Moses Friedman (born 1874) was a superintendent of schools. He was the second leader of the Carlisle Indian Industrial School in Carlisle, Pennsylvania.

Friedman was born in Cincinnati. His father was a Jewish immigrant from Germany.

Friedman graduated from the University of Cincinnati in 1894. In late 1913 and early 1914, he was a subject of congressional hearings about "Indian Affairs". Various accusations were made against him including mismanagement and financial improprieties.

==Carlisle Indian Industrial School==
Friedman served as editor of the school's Indian Craftsman publication.

Friedman married the daughter of Baptist minister Green Clay Smith and converted from Judaism to Christianity.

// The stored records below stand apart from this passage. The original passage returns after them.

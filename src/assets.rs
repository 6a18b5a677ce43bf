//! Filesystem operations for the dist tree

use log::debug;
use std::{fs, io, path::Path};
use walkdir::WalkDir;

use crate::error::BuildError;

/// Reads a UTF8 text file.
pub fn read_text(path: &Path) -> Result<String, BuildError> {
    fs::read_to_string(path).map_err(|e| BuildError::fs("read", path, e))
}

/// Writes text to a file, creating parent directories as needed.
pub fn write_text(path: &Path, text: &str) -> Result<(), BuildError> {
    if let Some(parent) = path.parent() {
        ensure_dir(parent)?;
    }
    fs::write(path, text).map_err(|e| BuildError::fs("write", path, e))
}

/// Creates a directory and all missing ancestors.
pub fn ensure_dir(path: &Path) -> Result<(), BuildError> {
    if path.as_os_str().is_empty() {
        return Ok(());
    }
    fs::create_dir_all(path).map_err(|e| BuildError::fs("create directory", path, e))
}

/// Removes a directory tree if present, then recreates it empty.
pub fn clean_dir(path: &Path) -> Result<(), BuildError> {
    if path.exists() {
        debug!("removing {}", path.display());
        fs::remove_dir_all(path).map_err(|e| BuildError::fs("remove directory", path, e))?;
    }
    ensure_dir(path)
}

/// Copies a single file, overwriting the destination.
pub fn copy_file(src: &Path, dst: &Path) -> Result<(), BuildError> {
    if let Some(parent) = dst.parent() {
        ensure_dir(parent)?;
    }
    fs::copy(src, dst)
        .map(|_| ())
        .map_err(|e| BuildError::fs("copy", src, e))
}

/// Copies a directory tree, preserving its relative layout.
///
/// Existing destination files are overwritten, so copying into an already
/// populated tree yields the same bytes as copying into an empty one. A
/// destination nested inside `src` is skipped by the walk.
///
/// # Arguments
///
/// * `src`: Source directory
/// * `dst`: Destination directory (created if missing)
///
/// # Returns
///
/// Number of files copied
///
/// # Errors
///
/// Returns error if walking the source fails or any file cannot be copied
pub fn copy_dir_recursive(src: &Path, dst: &Path) -> Result<usize, BuildError> {
    ensure_dir(dst)?;

    let mut copied = 0;
    let walker = WalkDir::new(src)
        .min_depth(1)
        .sort_by_file_name()
        .into_iter()
        .filter_entry(|e| e.path() != dst);
    for entry in walker {
        let entry = entry.map_err(|e| {
            let path = e.path().unwrap_or(src).to_path_buf();
            BuildError::fs("walk", path, e.into())
        })?;

        let relative = entry
            .path()
            .strip_prefix(src)
            .map_err(|e| BuildError::fs("walk", entry.path(), io::Error::other(e)))?;
        let target = dst.join(relative);

        if entry.file_type().is_dir() {
            ensure_dir(&target)?;
        } else {
            copy_file(entry.path(), &target)?;
            copied += 1;
        }
    }

    Ok(copied)
}

/// Copies `src` into `dst` when it exists.
///
/// Returns `false` without touching `dst` when the source is absent.
pub fn copy_file_if_exists(src: &Path, dst: &Path) -> Result<bool, BuildError> {
    if !src.is_file() {
        debug!("skipping missing file {}", src.display());
        return Ok(false);
    }
    copy_file(src, dst)?;
    Ok(true)
}

/// Copies the directory tree at `src` into `dst` when it exists.
pub fn copy_dir_if_exists(src: &Path, dst: &Path) -> Result<Option<usize>, BuildError> {
    if !src.is_dir() {
        debug!("skipping missing directory {}", src.display());
        return Ok(None);
    }
    copy_dir_recursive(src, dst).map(Some)
}
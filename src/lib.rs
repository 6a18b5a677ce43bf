//! Production builds for development-mode static sites.

pub mod assets;
pub mod build;
mod bundler;
mod config;
mod error;
pub mod html;

pub use build::{BuildPaths, BuildReport, bundle_jobs, follow_up_suggestions, run};
pub use bundler::{BundleJob, Bundler, Esbuild};
pub use config::Config;
pub use error::BuildError;
pub use html::{extract, transform, transform_with_report};
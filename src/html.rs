//! Development to production HTML rewriting.
//!
//! The source document is a development page: an inline JSX block compiled
//! in the browser, local vendor builds of React and Babel, unminified
//! stylesheets. [`extract`] pulls the inline block out for the bundler and
//! [`transform`] rewrites the page to reference the production artifacts.
//!
//! Rewriting is literal text substitution, not a parse and serialize pass.
//! Every rule fires on the first match only, is case-sensitive, and silently
//! does nothing when its target is absent.

use log::debug;
use maud::html;
use regex::Regex;
use std::sync::LazyLock;

use crate::error::BuildError;

/// Opening tag of the inline script block.
pub const SCRIPT_OPEN: &str = r#"<script type="text/babel">"#;

/// Closing tag terminating the inline script block.
pub const SCRIPT_CLOSE: &str = "</script>";

/// Output path of the script bundle, relative to the production page.
pub const BUNDLE_HREF: &str = "./bundle.min.js";

const REACT_RUNTIME_CDN: &str = "https://unpkg.com/react@18.2.0/umd/react.production.min.js";
const REACT_DOM_CDN: &str = "https://unpkg.com/react-dom@18.2.0/umd/react-dom.production.min.js";

const BABEL_VENDOR_TAG: &str = r#"<script src="vendors/babel.min.js"></script>"#;
const REACT_VENDOR_TAG: &str = r#"<script src="vendors/react-with-dom.js"></script>"#;

/// Extracts the inline script payload from a development document.
///
/// The payload starts right after the first `<script type="text/babel">`
/// and ends at the first `</script>` following it. Surrounding whitespace
/// is trimmed.
///
/// # Arguments
///
/// * `document`: Full source HTML
///
/// # Returns
///
/// Trimmed script body
///
/// # Errors
///
/// Returns [`BuildError::MalformedDocument`] if the opening tag is absent or
/// is never closed.
pub fn extract(document: &str) -> Result<String, BuildError> {
    let start = document
        .find(SCRIPT_OPEN)
        .map(|offset| offset + SCRIPT_OPEN.len())
        .ok_or_else(|| BuildError::MalformedDocument {
            reason: format!("no inline script block ({SCRIPT_OPEN}) found"),
        })?;

    let len = document[start..]
        .find(SCRIPT_CLOSE)
        .ok_or_else(|| BuildError::MalformedDocument {
            reason: format!("inline script block is not terminated by {SCRIPT_CLOSE}"),
        })?;

    Ok(document[start..start + len].trim().to_string())
}

/// Text edit performed by a [`RewriteRule`].
#[derive(Debug)]
pub enum Edit {
    /// Removes the first match of the pattern.
    ///
    /// The only pattern-based edit: the inline block spans arbitrary script
    /// content between fixed tags, which a literal cannot express.
    Delete(Regex),
    /// Replaces the first occurrence of `target`.
    Replace { target: &'static str, with: String },
    /// Inserts `markup` right before the first occurrence of `anchor`.
    InsertBefore { anchor: &'static str, markup: String },
    /// Inserts `markup` right after the first occurrence of `anchor`.
    InsertAfter { anchor: &'static str, markup: String },
}

/// One named step of the production rewrite.
#[derive(Debug)]
pub struct RewriteRule {
    pub name: &'static str,
    pub edit: Edit,
}

impl RewriteRule {
    /// Applies the rule to `text`.
    ///
    /// Returns `None` when the rule's target does not occur, leaving the
    /// caller to keep the input unchanged.
    pub fn apply(&self, text: &str) -> Option<String> {
        match &self.edit {
            Edit::Delete(pattern) => {
                let found = pattern.find(text)?;
                Some(splice(text, found.start(), found.end(), ""))
            }
            Edit::Replace { target, with } => {
                let at = text.find(target)?;
                Some(splice(text, at, at + target.len(), with))
            }
            Edit::InsertBefore { anchor, markup } => {
                let at = text.find(anchor)?;
                Some(splice(text, at, at, markup))
            }
            Edit::InsertAfter { anchor, markup } => {
                let at = text.find(anchor)? + anchor.len();
                Some(splice(text, at, at, markup))
            }
        }
    }
}

fn splice(text: &str, start: usize, end: usize, insert: &str) -> String {
    let mut out = String::with_capacity(text.len() - (end - start) + insert.len());
    out.push_str(&text[..start]);
    out.push_str(insert);
    out.push_str(&text[end..]);
    out
}

static RULES: LazyLock<Vec<RewriteRule>> = LazyLock::new(|| {
    vec![
        RewriteRule {
            name: "strip-inline-script",
            edit: Edit::Delete(
                Regex::new(r#"<script type="text/babel">[\s\S]*?</script>"#)
                    .expect("inline script pattern is valid"),
            ),
        },
        RewriteRule {
            name: "drop-babel-vendor",
            edit: Edit::Replace {
                target: BABEL_VENDOR_TAG,
                with: String::new(),
            },
        },
        RewriteRule {
            name: "react-from-cdn",
            edit: Edit::Replace {
                target: REACT_VENDOR_TAG,
                with: cdn_scripts(),
            },
        },
        RewriteRule {
            name: "preload-hints",
            edit: Edit::InsertAfter {
                anchor: "</title>",
                markup: preload_hints(),
            },
        },
        RewriteRule {
            name: "bundle-script",
            edit: Edit::InsertBefore {
                anchor: "</body>",
                markup: html! { script src=(BUNDLE_HREF) {} }.into_string(),
            },
        },
        RewriteRule {
            name: "minified-reset-css",
            edit: Edit::Replace {
                target: r#"href="reset.css""#,
                with: r#"href="./reset.min.css""#.to_string(),
            },
        },
        RewriteRule {
            name: "minified-styles-css",
            edit: Edit::Replace {
                target: r#"href="styles.css""#,
                with: r#"href="./styles.min.css""#.to_string(),
            },
        },
        RewriteRule {
            name: "root-font-path",
            edit: Edit::Replace {
                target: r#"href="assets/lato.woff2""#,
                with: r#"href="./lato.woff2""#.to_string(),
            },
        },
    ]
});

fn cdn_scripts() -> String {
    html! {
        script src=(REACT_RUNTIME_CDN) {}
        script src=(REACT_DOM_CDN) {}
    }
    .into_string()
}

fn preload_hints() -> String {
    html! {
        link rel="preload" href=(BUNDLE_HREF) as="script";
        link rel="preload" href="./styles.min.css" as="style";
        link rel="preload" href="./lato.woff2" as="font" crossorigin;
    }
    .into_string()
}

/// Ordered production rewrite rules.
pub fn rules() -> &'static [RewriteRule] {
    &RULES
}

/// Production document along with which rules fired.
#[derive(Debug, Clone, PartialEq, Eq)]
pub struct Rewrite {
    pub document: String,
    pub applied: Vec<&'static str>,
    pub skipped: Vec<&'static str>,
}

/// Rewrites a development document into its production form.
///
/// Applies [`rules`] in order, each to the previous output. A rule whose
/// target is missing is recorded in [`Rewrite::skipped`] and otherwise
/// ignored.
pub fn transform_with_report(document: &str) -> Rewrite {
    let mut current = document.to_string();
    let mut applied = Vec::new();
    let mut skipped = Vec::new();

    for rule in rules() {
        match rule.apply(&current) {
            Some(next) => {
                debug!("rewrite rule {} applied", rule.name);
                current = next;
                applied.push(rule.name);
            }
            None => {
                debug!("rewrite rule {} found no target", rule.name);
                skipped.push(rule.name);
            }
        }
    }

    Rewrite {
        document: current,
        applied,
        skipped,
    }
}

/// Rewrites a development document into its production form.
pub fn transform(document: &str) -> String {
    transform_with_report(document).document
}
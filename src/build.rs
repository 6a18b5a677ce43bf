//! Production build of a development-mode site.

use log::{info, warn};
use std::io::ErrorKind;
use std::path::{Component, Path, PathBuf};

use crate::assets;
use crate::bundler::{BundleJob, Bundler};
use crate::error::BuildError;
use crate::html;

/// Source page name, both in the site root and the output tree.
pub const INDEX_HTML: &str = "index.html";

const FONT_FILE: &str = "lato.woff2";
const STATIC_DIRS: [&str; 2] = ["assets", "vendors"];
const STYLESHEETS: [(&str, &str); 2] = [
    ("reset.css", "reset.min.css"),
    ("styles.css", "styles.min.css"),
];
const SCRIPT_BUNDLE: &str = "bundle.min.js";

/// Locations read and written by one build.
#[derive(Debug, Clone, PartialEq, Eq)]
pub struct BuildPaths {
    /// Site root holding `index.html` and the static inputs.
    pub root: PathBuf,
    /// Output directory, wiped at the start of every build.
    pub output: PathBuf,
    /// Destination of the extracted inline script.
    pub payload: PathBuf,
}

impl BuildPaths {
    /// Paths for a site root with the conventional `dist/` and `src/app.js`.
    pub fn new(root: impl Into<PathBuf>) -> Self {
        let root = root.into();
        Self {
            output: root.join("dist"),
            payload: root.join("src").join("app.js"),
            root,
        }
    }

    pub fn source_document(&self) -> PathBuf {
        self.root.join(INDEX_HTML)
    }

    pub fn production_document(&self) -> PathBuf {
        self.output.join(INDEX_HTML)
    }

    /// Rejects output directories whose cleaning or filling would touch inputs.
    ///
    /// The output is wiped before every build, so it must not be the site
    /// root or one of its ancestors. It must also stay outside the copied
    /// static directories, otherwise the copy would descend into its own
    /// destination.
    ///
    /// # Errors
    ///
    /// Returns [`BuildError::UnsafeOutput`] for either case and a filesystem
    /// error if a path cannot be made absolute.
    pub fn check_output(&self) -> Result<(), BuildError> {
        let root = normalize(&self.root)?;
        let output = normalize(&self.output)?;

        if root.starts_with(&output) {
            return Err(BuildError::UnsafeOutput {
                output: self.output.clone(),
                reason: "it contains the site root",
            });
        }
        for dir in STATIC_DIRS {
            if output.starts_with(root.join(dir)) {
                return Err(BuildError::UnsafeOutput {
                    output: self.output.clone(),
                    reason: "it lies inside a copied static directory",
                });
            }
        }

        Ok(())
    }
}

/// Absolute form of `path` with `.` and `..` resolved lexically.
///
/// The output directory may not exist yet, so symlinks are not followed.
fn normalize(path: &Path) -> Result<PathBuf, BuildError> {
    let absolute = std::path::absolute(path).map_err(|e| BuildError::fs("resolve", path, e))?;

    let mut normalized = PathBuf::new();
    for component in absolute.components() {
        match component {
            Component::CurDir => {}
            Component::ParentDir => {
                normalized.pop();
            }
            other => normalized.push(other),
        }
    }
    Ok(normalized)
}

/// Summary of a completed build.
#[derive(Debug, Clone, Default, PartialEq, Eq)]
pub struct BuildReport {
    /// Files produced by the build itself, in write order.
    pub written: Vec<PathBuf>,
    /// Number of files copied verbatim from the site root.
    pub copied: usize,
    /// Rewrite rules whose targets were absent from the source page.
    pub skipped_rules: Vec<&'static str>,
}

/// Builds the production tree for a site.
///
/// Runs every step in order and stops at the first failure. A failed build
/// leaves the output directory partially written; rerunning starts from a
/// clean output directory again.
///
/// # Arguments
///
/// * `paths`: Input and output locations
/// * `bundler`: Service compiling the script and stylesheet artifacts
///
/// # Returns
///
/// Report listing the produced files
///
/// # Errors
///
/// Returns [`BuildError::UnsafeOutput`] if the output overlaps the inputs,
/// [`BuildError::MissingSourceDocument`] if `index.html` is absent,
/// [`BuildError::MalformedDocument`] if it has no inline script block, and
/// filesystem or bundling errors from the later steps.
pub fn run(paths: &BuildPaths, bundler: &dyn Bundler) -> Result<BuildReport, BuildError> {
    paths.check_output()?;

    let source_path = paths.source_document();
    if !source_path.is_file() {
        return Err(BuildError::MissingSourceDocument { path: source_path });
    }

    let mut report = BuildReport::default();

    info!("cleaning {}", paths.output.display());
    assets::clean_dir(&paths.output)?;
    for dir in STATIC_DIRS {
        assets::ensure_dir(&paths.output.join(dir))?;
    }

    for dir in STATIC_DIRS {
        if let Some(count) =
            assets::copy_dir_if_exists(&paths.root.join(dir), &paths.output.join(dir))?
        {
            info!("copied {} files from {}", count, dir);
            report.copied += count;
        }
    }
    if assets::copy_file_if_exists(&paths.root.join(FONT_FILE), &paths.output.join(FONT_FILE))? {
        report.copied += 1;
    }

    let source = assets::read_text(&source_path).map_err(|e| match e {
        BuildError::Filesystem { source, .. } if source.kind() == ErrorKind::NotFound => {
            BuildError::MissingSourceDocument {
                path: source_path.clone(),
            }
        }
        other => other,
    })?;

    let payload = html::extract(&source)?;
    assets::write_text(&paths.payload, &payload)?;
    info!("extracted inline script to {}", paths.payload.display());

    let rewrite = html::transform_with_report(&source);
    for rule in &rewrite.skipped {
        warn!("rewrite rule {} found nothing to rewrite", rule);
    }
    let production_path = paths.production_document();
    assets::write_text(&production_path, &rewrite.document)?;
    report.skipped_rules = rewrite.skipped;
    report.written.push(production_path);

    for job in bundle_jobs(paths) {
        bundler.bundle(&job)?;
        report.written.push(job.outfile().to_path_buf());
    }

    Ok(report)
}

/// Bundler invocations for a build, in execution order.
pub fn bundle_jobs(paths: &BuildPaths) -> Vec<BundleJob> {
    let mut jobs = vec![BundleJob::Script {
        entry: paths.payload.clone(),
        outfile: paths.output.join(SCRIPT_BUNDLE),
    }];
    jobs.extend(STYLESHEETS.iter().map(|(source, minified)| BundleJob::Style {
        entry: paths.root.join(source),
        outfile: paths.output.join(minified),
    }));
    jobs
}

/// Manual optimizations suggested after a successful build.
///
/// Informational only; none of these are executed.
pub fn follow_up_suggestions(output: &Path) -> Vec<String> {
    let out = output.display();
    vec![
        format!(
            "Convert images to WebP:\n   npx @squoosh/cli --webp '{{\"quality\":65}}' {out}/assets/*.png"
        ),
        format!("Optimize SVG files:\n   npx svgo {out}/assets/*.svg"),
        format!("Check bundle sizes:\n   du -sh {out}/* | sort -hr"),
    ]
}
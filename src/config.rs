//! Command line configuration.

use anyhow::{Result, bail};
use clap::Parser;
use std::path::PathBuf;

use crate::build::BuildPaths;

/// Command line configuration for webdist.
#[derive(Debug, Clone, Parser)]
#[command(name = "webdist", version, about, long_about = None)]
pub struct Config {
    /// Site root containing index.html
    #[arg(default_value = ".")]
    pub root: PathBuf,

    /// Output directory [default: <ROOT>/dist]
    #[arg(short, long)]
    pub output: Option<PathBuf>,

    /// esbuild executable used for bundling
    #[arg(long, default_value = "esbuild")]
    pub esbuild: PathBuf,

    /// Where the extracted inline script is written, relative to the root
    #[arg(long, default_value = "src/app.js")]
    pub payload: PathBuf,

    /// Open the built index.html in the browser
    #[arg(long)]
    pub open: bool,
}

impl Config {
    /// Parses configuration from command line arguments.
    pub fn parse() -> Self {
        <Self as Parser>::parse()
    }

    /// Validates configuration.
    ///
    /// # Errors
    ///
    /// Returns error if the site root does not exist or is not a directory,
    /// or if the output directory would overlap the site's inputs.
    pub fn validate(&self) -> Result<()> {
        if !self.root.exists() {
            bail!("Site root does not exist: {}", self.root.display());
        }
        if !self.root.is_dir() {
            bail!("Site root is not a directory: {}", self.root.display());
        }

        self.paths().check_output()?;

        Ok(())
    }

    /// Resolves every path the build touches against the site root.
    ///
    /// Relative output and payload paths are taken relative to the root so
    /// the build never depends on the process working directory.
    pub fn paths(&self) -> BuildPaths {
        let output = match &self.output {
            Some(dir) if dir.is_absolute() => dir.clone(),
            Some(dir) => self.root.join(dir),
            None => self.root.join("dist"),
        };

        BuildPaths {
            root: self.root.clone(),
            output,
            payload: self.root.join(&self.payload),
        }
    }
}

#[cfg(test)]
mod tests {
    use super::*;

    fn config(root: &str) -> Config {
        Config {
            root: PathBuf::from(root),
            output: None,
            esbuild: PathBuf::from("esbuild"),
            payload: PathBuf::from("src/app.js"),
            open: false,
        }
    }

    #[test]
    fn test_config_defaults_from_empty_args() {
        // Arrange & Act
        let config = Config::try_parse_from(["webdist"]).expect("Bare invocation should parse");

        // Assert
        assert_eq!(config.root, PathBuf::from("."));
        assert_eq!(config.output, None);
        assert_eq!(config.esbuild, PathBuf::from("esbuild"));
        assert_eq!(config.payload, PathBuf::from("src/app.js"));
        assert!(!config.open);
    }

    #[test]
    fn test_config_parses_all_flags() {
        // Arrange & Act
        let config = Config::try_parse_from([
            "webdist",
            "site",
            "-o",
            "public",
            "--esbuild",
            "/opt/esbuild",
            "--payload",
            "build/entry.js",
            "--open",
        ])
        .expect("Flags should parse");

        // Assert
        assert_eq!(config.root, PathBuf::from("site"));
        assert_eq!(config.output, Some(PathBuf::from("public")));
        assert_eq!(config.esbuild, PathBuf::from("/opt/esbuild"));
        assert_eq!(config.payload, PathBuf::from("build/entry.js"));
        assert!(config.open);
    }

    #[test]
    fn test_paths_default_to_root() {
        // Arrange
        let config = config("site");

        // Act
        let paths = config.paths();

        // Assert
        assert_eq!(paths.root, PathBuf::from("site"));
        assert_eq!(paths.output, PathBuf::from("site/dist"));
        assert_eq!(paths.payload, PathBuf::from("site/src/app.js"));
    }

    #[test]
    fn test_paths_keep_absolute_output() {
        // Arrange
        let mut config = config("site");
        config.output = Some(PathBuf::from("/srv/www"));

        // Act
        let paths = config.paths();

        // Assert
        assert_eq!(paths.output, PathBuf::from("/srv/www"));
    }

    #[test]
    fn test_validate_existing_path() {
        // Arrange
        let config = config(".");

        // Act
        let result = config.validate();

        // Assert
        assert!(result.is_ok(), "Current directory should be valid");
    }

    #[test]
    fn test_validate_rejects_overlapping_output() {
        // Arrange
        let site = tempfile::TempDir::new().unwrap();
        let root = site.path().to_str().unwrap();

        // Act & Assert
        for output in [".", "..", "assets/x", "vendors"] {
            let config = Config::try_parse_from(["webdist", root, "-o", output])
                .expect("Flags should parse");
            let err = config
                .validate()
                .expect_err("Overlapping output should be rejected");
            assert!(
                err.to_string().contains("refusing to build into"),
                "Output '{}' gave: {}",
                output,
                err
            );
        }
    }

    #[test]
    fn test_validate_accepts_separate_output() {
        // Arrange
        let site = tempfile::TempDir::new().unwrap();
        let root = site.path().to_str().unwrap();
        let config =
            Config::try_parse_from(["webdist", root, "-o", "public"]).expect("Flags should parse");

        // Act
        let result = config.validate();

        // Assert
        assert!(result.is_ok(), "Output beside the inputs should be valid");
    }

    #[test]
    fn test_validate_missing_root() {
        // Arrange
        let config = config("/nonexistent/webdist-site-root");

        // Act
        let result = config.validate();

        // Assert
        let err = result.expect_err("Missing root should be rejected");
        assert!(err.to_string().contains("does not exist"));
    }
}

Pop Warner was the football coach at the school while Friedman was superintendent. Jim Thorpe was one of the school's star athletes and won Olympic glory before controversy ensued over his involvement in a professional summer baseball league that caused his amateur status to be revoked and his medals to be stripped. Friedman claimed no knowledge of his participation in pro leagues and expressed dismay over the scandal saying it tarnished the school's reputation.

Friedman advocated for "Indians" to be trained in vocational trades and as artisans.

After departing Carlisle he became superintendent of the Anchor Ranch School for Defective Boys in Valdez, New Mexico and then in 1921 became head of a vocational school in Pocono Pines, Pennsylvania.